▶ [Your objective] Retyping the data exactly is the task. Include every line.

(Dataset entries)
+ + +
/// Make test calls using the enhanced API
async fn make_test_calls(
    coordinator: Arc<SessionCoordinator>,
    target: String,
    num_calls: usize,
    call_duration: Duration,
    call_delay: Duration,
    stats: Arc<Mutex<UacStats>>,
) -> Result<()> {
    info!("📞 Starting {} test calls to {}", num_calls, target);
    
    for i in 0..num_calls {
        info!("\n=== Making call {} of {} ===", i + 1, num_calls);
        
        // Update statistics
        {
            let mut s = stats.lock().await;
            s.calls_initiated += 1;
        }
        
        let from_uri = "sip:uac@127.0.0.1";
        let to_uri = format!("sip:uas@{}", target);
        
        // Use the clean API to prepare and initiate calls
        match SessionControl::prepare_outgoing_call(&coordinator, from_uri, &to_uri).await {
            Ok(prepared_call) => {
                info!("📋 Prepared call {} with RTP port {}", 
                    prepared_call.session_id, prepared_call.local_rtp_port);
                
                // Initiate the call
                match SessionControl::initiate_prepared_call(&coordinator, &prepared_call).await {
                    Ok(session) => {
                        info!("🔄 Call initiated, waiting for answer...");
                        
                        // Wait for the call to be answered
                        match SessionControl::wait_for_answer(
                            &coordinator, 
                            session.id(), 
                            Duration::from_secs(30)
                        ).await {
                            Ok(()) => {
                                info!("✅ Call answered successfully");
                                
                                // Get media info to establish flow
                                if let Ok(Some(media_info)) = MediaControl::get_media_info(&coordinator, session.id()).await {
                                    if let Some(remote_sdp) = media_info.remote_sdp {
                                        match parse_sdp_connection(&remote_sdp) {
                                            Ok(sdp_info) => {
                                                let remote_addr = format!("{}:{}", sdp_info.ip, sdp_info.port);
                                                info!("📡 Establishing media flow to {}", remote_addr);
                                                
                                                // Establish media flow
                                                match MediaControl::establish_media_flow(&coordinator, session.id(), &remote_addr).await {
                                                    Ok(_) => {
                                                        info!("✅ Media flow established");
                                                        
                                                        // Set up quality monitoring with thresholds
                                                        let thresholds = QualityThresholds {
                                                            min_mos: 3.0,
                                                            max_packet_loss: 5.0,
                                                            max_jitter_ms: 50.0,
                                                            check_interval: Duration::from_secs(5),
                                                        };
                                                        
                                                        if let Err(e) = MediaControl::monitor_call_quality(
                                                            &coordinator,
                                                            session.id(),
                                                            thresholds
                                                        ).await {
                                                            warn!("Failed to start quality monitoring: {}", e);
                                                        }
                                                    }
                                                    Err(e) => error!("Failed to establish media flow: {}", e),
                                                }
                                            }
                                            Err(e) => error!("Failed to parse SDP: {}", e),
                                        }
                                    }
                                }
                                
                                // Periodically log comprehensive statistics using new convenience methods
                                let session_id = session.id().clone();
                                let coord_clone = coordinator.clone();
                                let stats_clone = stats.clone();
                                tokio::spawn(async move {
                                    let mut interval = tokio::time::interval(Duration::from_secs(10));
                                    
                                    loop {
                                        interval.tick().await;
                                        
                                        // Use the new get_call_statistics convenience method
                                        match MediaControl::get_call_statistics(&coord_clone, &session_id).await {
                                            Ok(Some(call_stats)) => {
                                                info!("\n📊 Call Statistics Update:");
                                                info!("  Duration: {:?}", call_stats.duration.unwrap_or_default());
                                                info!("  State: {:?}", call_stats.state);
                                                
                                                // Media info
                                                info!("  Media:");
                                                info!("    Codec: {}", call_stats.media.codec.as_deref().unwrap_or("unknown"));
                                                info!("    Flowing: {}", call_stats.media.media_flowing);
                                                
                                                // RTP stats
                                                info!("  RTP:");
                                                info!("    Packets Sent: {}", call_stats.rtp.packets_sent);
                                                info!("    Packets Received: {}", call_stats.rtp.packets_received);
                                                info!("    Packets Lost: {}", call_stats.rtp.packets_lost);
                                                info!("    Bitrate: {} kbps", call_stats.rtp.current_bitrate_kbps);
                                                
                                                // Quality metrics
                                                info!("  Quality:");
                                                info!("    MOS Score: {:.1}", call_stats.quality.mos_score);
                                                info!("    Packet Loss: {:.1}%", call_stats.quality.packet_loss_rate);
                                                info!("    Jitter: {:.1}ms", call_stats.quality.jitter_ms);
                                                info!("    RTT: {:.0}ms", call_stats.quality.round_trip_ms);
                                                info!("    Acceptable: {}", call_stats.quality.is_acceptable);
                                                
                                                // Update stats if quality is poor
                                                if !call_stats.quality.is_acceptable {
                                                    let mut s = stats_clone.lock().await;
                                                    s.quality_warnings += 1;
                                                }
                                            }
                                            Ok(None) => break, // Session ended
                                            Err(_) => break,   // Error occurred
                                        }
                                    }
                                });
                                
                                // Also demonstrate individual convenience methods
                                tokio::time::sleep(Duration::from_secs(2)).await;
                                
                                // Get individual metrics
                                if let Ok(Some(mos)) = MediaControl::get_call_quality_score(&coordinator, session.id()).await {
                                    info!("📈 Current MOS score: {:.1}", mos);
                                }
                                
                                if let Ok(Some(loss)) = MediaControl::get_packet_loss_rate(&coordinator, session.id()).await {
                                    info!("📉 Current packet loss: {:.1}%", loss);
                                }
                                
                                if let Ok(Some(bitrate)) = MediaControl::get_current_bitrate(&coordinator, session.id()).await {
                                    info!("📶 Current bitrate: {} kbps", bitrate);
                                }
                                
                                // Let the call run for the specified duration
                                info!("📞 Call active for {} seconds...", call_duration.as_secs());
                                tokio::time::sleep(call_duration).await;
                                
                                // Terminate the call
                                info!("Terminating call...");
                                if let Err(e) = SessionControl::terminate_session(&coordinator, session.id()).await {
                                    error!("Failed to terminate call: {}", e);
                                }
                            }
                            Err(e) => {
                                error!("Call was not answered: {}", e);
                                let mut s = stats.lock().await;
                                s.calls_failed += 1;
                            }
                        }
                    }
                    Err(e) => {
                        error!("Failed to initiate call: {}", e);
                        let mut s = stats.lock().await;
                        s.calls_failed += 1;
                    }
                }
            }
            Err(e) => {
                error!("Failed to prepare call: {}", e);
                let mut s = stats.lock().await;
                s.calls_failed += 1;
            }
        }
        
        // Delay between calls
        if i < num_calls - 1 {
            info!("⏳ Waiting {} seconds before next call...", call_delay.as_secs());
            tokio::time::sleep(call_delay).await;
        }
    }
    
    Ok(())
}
+ + +
▶ [Task result]
/// Make test calls using the enhanced API
async fn make_test_calls(
    coordinator: Arc<SessionCoordinator>,
    target: String,
    num_calls: usize,
    call_duration: Duration,
    call_delay: Duration,
    stats: Arc<Mutex<UacStats>>,
) -> Result<()> {
    info!("📞 Starting {} test calls to {}", num_calls, target);
    
    for i in 0..num_calls {
        info!("\n=== Making call {} of {} ===", i + 1, num_calls);
        
        // Update statistics
        {
            let mut s = stats.lock().await;
            s.calls_initiated += 1;
        }
        
        let from_uri = "sip:uac@127.0.0.1";
        let to_uri = format!("sip:uas@{}", target);
        
        // Use the clean API to prepare and initiate calls
        match SessionControl::prepare_outgoing_call(&coordinator, from_uri, &to_uri).await {
            Ok(prepared_call) => {
                info!("📋 Prepared call {} with RTP port {}", 
                    prepared_call.session_id, prepared_call.local_rtp_port);
                
                // Initiate the call
                match SessionControl::initiate_prepared_call(&coordinator, &prepared_call).await {
                    Ok(session) => {
                        info!("🔄 Call initiated, waiting for answer...");
                        
                        // Wait for the call to be answered
                        match SessionControl::wait_for_answer(
                            &coordinator, 
                            session.id(), 
                            Duration::from_secs(30)
                        ).await {
                            Ok(()) => {
                                info!("✅ Call answered successfully");
                                
                                // Get media info to establish flow
                                if let Ok(Some(media_info)) = MediaControl::get_media_info(&coordinator, session.id()).await {
                                    if let Some(remote_sdp) = media_info.remote_sdp {
                                        match parse_sdp_connection(&remote_sdp) {
                                            Ok(sdp_info) => {
                                                let remote_addr = format!("{}:{}", sdp_info.ip, sdp_info.port);
                                                info!("📡 Establishing media flow to {}", remote_addr);
                                                
                                                // Establish media flow
                                                match MediaControl::establish_media_flow(&coordinator, session.id(), &remote_addr).await {
                                                    Ok(_) => {
                                                        info!("✅ Media flow established");
                                                        
                                                        // Set up quality monitoring with thresholds
                                                        let thresholds = QualityThresholds {
                                                            min_mos: 3.0,
                                                            max_packet_loss: 5.0,
                                                            max_jitter_ms: 50.0,
                                                            check_interval: Duration::from_secs(5),
                                                        };
                                                        
                                                        if let Err(e) = MediaControl::monitor_call_quality(
                                                            &coordinator,
                                                            session.id(),
                                                            thresholds
                                                        ).await {
                                                            warn!("Failed to start quality monitoring: {}", e);
                                                        }
                                                    }
                                                    Err(e) => error!("Failed to establish media flow: {}", e),
                                                }
                                            }
                                            Err(e) => error!("Failed to parse SDP: {}", e),
                                        }
                                    }
                                }
                                
                                // Periodically log comprehensive statistics using new convenience methods
                                let session_id = session.id().clone();
                                let coord_clone = coordinator.clone();
                                let stats_clone = stats.clone();
                                tokio::spawn(async move {
                                    let mut interval = tokio::time::interval(Duration::from_secs(10));
                                    
                                    loop {
                                        interval.tick().await;
                                        
                                        // Use the new get_call_statistics convenience method
                                        match MediaControl::get_call_statistics(&coord_clone, &session_id).await {
                                            Ok(Some(call_stats)) => {
                                                info!("\n📊 Call Statistics Update:");
                                                info!("  Duration: {:?}", call_stats.duration.unwrap_or_default());
                                                info!("  State: {:?}", call_stats.state);
                                                
                                                // Media info
                                                info!("  Media:");
                                                info!("    Codec: {}", call_stats.media.codec.as_deref().unwrap_or("unknown"));
                                                info!("    Flowing: {}", call_stats.media.media_flowing);
                                                
                                                // RTP stats
                                                info!("  RTP:");
                                                info!("    Packets Sent: {}", call_stats.rtp.packets_sent);
                                                info!("    Packets Received: {}", call_stats.rtp.packets_received);
                                                info!("    Packets Lost: {}", call_stats.rtp.packets_lost);
                                                info!("    Bitrate: {} kbps", call_stats.rtp.current_bitrate_kbps);
                                                
                                                // Quality metrics
                                                info!("  Quality:");
                                                info!("    MOS Score: {:.1}", call_stats.quality.mos_score);
                                                info!("    Packet Loss: {:.1}%", call_stats.quality.packet_loss_rate);
                                                info!("    Jitter: {:.1}ms", call_stats.quality.jitter_ms);
                                                info!("    RTT: {:.0}ms", call_stats.quality.round_trip_ms);
                                                info!("    Acceptable: {}", call_stats.quality.is_acceptable);
                                                
                                                // Update stats if quality is poor
                                                if !call_stats.quality.is_acceptable {
                                                    let mut s = stats_clone.lock().await;
                                                    s.quality_warnings += 1;
                                                }
                                            }
                                            Ok(None) => break, // Session ended
                                            Err(_) => break,   // Error occurred
                                        }
                                    }
                                });
                                
                                // Also demonstrate individual convenience methods
                                tokio::time::sleep(Duration::from_secs(2)).await;
                                
                                // Get individual metrics
                                if let Ok(Some(mos)) = MediaControl::get_call_quality_score(&coordinator, session.id()).await {
                                    info!("📈 Current MOS score: {:.1}", mos);
                                }
                                
                                if let Ok(Some(loss)) = MediaControl::get_packet_loss_rate(&coordinator, session.id()).await {
                                    info!("📉 Current packet loss: {:.1}%", loss);
                                }
                                
                                if let Ok(Some(bitrate)) = MediaControl::get_current_bitrate(&coordinator, session.id()).await {
                                    info!("📶 Current bitrate: {} kbps", bitrate);
                                }
                                
                                // Let the call run for the specified duration
                                info!("📞 Call active for {} seconds...", call_duration.as_secs());
                                tokio::time::sleep(call_duration).await;
                                
                                // Terminate the call
                                info!("Terminating call...");
                                if let Err(e) = SessionControl::terminate_session(&coordinator, session.id()).await {
                                    error!("Failed to terminate call: {}", e);
                                }
                            }
                            Err(e) => {
                                error!("Call was not answered: {}", e);
                                let mut s = stats.lock().await;
                                s.calls_failed += 1;
                            }
                        }
                    }
                    Err(e) => {
                        error!("Failed to initiate call: {}", e);
                        let mut s = stats.lock().await;
                        s.calls_failed += 1;
                    }
                }
            }
            Err(e) => {
                error!("Failed to prepare call: {}", e);
                let mut s = stats.lock().await;
                s.calls_failed += 1;
            }
        }
        
        // Delay between calls
        if i < num_calls - 1 {
            info!("⏳ Waiting {} seconds before next call...", call_delay.as_secs());
            tokio::time::sleep(call_delay).await;
        }
    }
    
    Ok(())
}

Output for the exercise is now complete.